//! C3 — per-file crypto context (spec.md §4.3). Owns `secret` and the
//! monotonic `secret_counter`; every sector of this file is sealed under a
//! key derived from `secret` and a freshly drawn salt, never reusing a
//! nonce for the life of `secret`.

use zeroize::Zeroize;

use crate::counter::{Counter, CounterState};
use crate::crypto::{kdf, CryptoProvider};
use crate::error::Result;

pub const SECTOR_SALT_LEN: usize = 32;

pub struct FileCryptoContext {
    secret: [u8; 32],
    secret_counter: Counter,
    /// Drawn once per archive-open session; folded into every derived salt
    /// so that two sessions never collide even if the counter were ever
    /// (incorrectly) reset.
    session_salt: [u8; 16],
}

impl FileCryptoContext {
    pub fn new(secret: [u8; 32], counter_state: CounterState, session_salt: [u8; 16]) -> Self {
        Self { secret, secret_counter: Counter::new(counter_state), session_salt }
    }

    pub fn secret(&self) -> &[u8; 32] {
        &self.secret
    }

    pub fn counter_snapshot(&self) -> CounterState {
        self.secret_counter.current()
    }

    /// A fresh context for the same file, picking up the counter where this
    /// one currently stands. Used when a file's crypto context needs to be
    /// reconstructed from a descriptor snapshot rather than shared directly.
    pub fn fork(&self) -> Self {
        Self::new(self.secret, self.secret_counter.current(), self.session_salt)
    }

    fn sector_salt(&self, counter: CounterState) -> Result<[u8; 32]> {
        let mut salt = [0u8; 32];
        kdf::kdf(&mut salt, &counter.to_le_bytes(), &[b"vefs/salt/Sector-Salt", &self.session_salt])?;
        Ok(salt)
    }

    fn sector_key_material(&self, provider: &dyn CryptoProvider, salt: &[u8; 32]) -> Result<Vec<u8>> {
        let mut key_material = vec![0u8; provider.key_material_size()];
        kdf::kdf(&mut key_material, &self.secret, &[b"vefs/prk/SectorPRK", salt])?;
        Ok(key_material)
    }

    /// Seals `plaintext` for sector `id`, drawing a fresh nonce from the
    /// counter. Returns the salt to store in the sector's 32-byte prefix
    /// and the MAC to store in the parent/descriptor. Refuses to seal for
    /// the master sector (id 0) — callers must route that write through
    /// the sector device's own static/archive-header path instead.
    pub fn seal_sector(
        &self,
        provider: &dyn CryptoProvider,
        id: u64,
        plaintext: &[u8],
        ciphertext_out: &mut [u8],
    ) -> Result<([u8; 32], [u8; 16])> {
        if id == crate::tree::record::NULL_SECTOR {
            return Err(crate::error::VefsError::InvalidArgument.into());
        }
        let counter = self.secret_counter.fetch_increment();
        let salt = self.sector_salt(counter)?;
        let key_material = self.sector_key_material(provider, &salt)?;
        let mut mac = [0u8; 16];
        provider.box_seal(ciphertext_out, &mut mac, &key_material, plaintext)?;
        Ok((salt, mac))
    }

    /// Opens a sector previously sealed with [`Self::seal_sector`] (or a
    /// sibling context sharing the same `secret`), given the on-disk salt
    /// and the MAC recorded by the parent/descriptor.
    pub fn unseal_sector(
        &self,
        provider: &dyn CryptoProvider,
        salt: &[u8; 32],
        ciphertext: &[u8],
        mac: &[u8; 16],
        plaintext_out: &mut [u8],
    ) -> Result<()> {
        let key_material = self.sector_key_material(provider, salt)?;
        provider.box_open(plaintext_out, &key_material, ciphertext, mac)
    }
}

impl Drop for FileCryptoContext {
    fn drop(&mut self) {
        self.secret.zeroize();
    }
}

#[cfg(test)]
mod tests {
    use super::*;
    use crate::crypto::Aes256GcmSivProvider;

    #[test]
    fn seal_then_unseal_round_trips() {
        let provider = Aes256GcmSivProvider::new();
        let ctx = FileCryptoContext::new([7u8; 32], CounterState(0), [1u8; 16]);
        let plaintext = b"hello, sector payload".to_vec();
        let mut ciphertext = vec![0u8; plaintext.len()];
        let (salt, mac) = ctx.seal_sector(&provider, 5, &plaintext, &mut ciphertext).unwrap();
        let mut recovered = vec![0u8; plaintext.len()];
        ctx.unseal_sector(&provider, &salt, &ciphertext, &mac, &mut recovered).unwrap();
        assert_eq!(recovered, plaintext);
    }

    #[test]
    fn never_reuses_salt_across_seals() {
        let provider = Aes256GcmSivProvider::new();
        let ctx = FileCryptoContext::new([7u8; 32], CounterState(0), [1u8; 16]);
        let plaintext = vec![0u8; 16];
        let mut ct_a = vec![0u8; 16];
        let mut ct_b = vec![0u8; 16];
        let (salt_a, _) = ctx.seal_sector(&provider, 1, &plaintext, &mut ct_a).unwrap();
        let (salt_b, _) = ctx.seal_sector(&provider, 1, &plaintext, &mut ct_b).unwrap();
        assert_ne!(salt_a, salt_b);
    }

    #[test]
    fn refuses_to_seal_master_sector() {
        let provider = Aes256GcmSivProvider::new();
        let ctx = FileCryptoContext::new([7u8; 32], CounterState(0), [1u8; 16]);
        let mut out = vec![0u8; 4];
        assert!(ctx.seal_sector(&provider, 0, &[0u8; 4], &mut out).is_err());
    }
}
※
Task to complete.
In the records above, find each line that mentions the word "from", and copy it.

Output.
//! key derived from `secret` and a freshly drawn salt, never reusing a
    /// reconstructed from a descriptor snapshot rather than shared directly.
    /// Seals `plaintext` for sector `id`, drawing a fresh nonce from the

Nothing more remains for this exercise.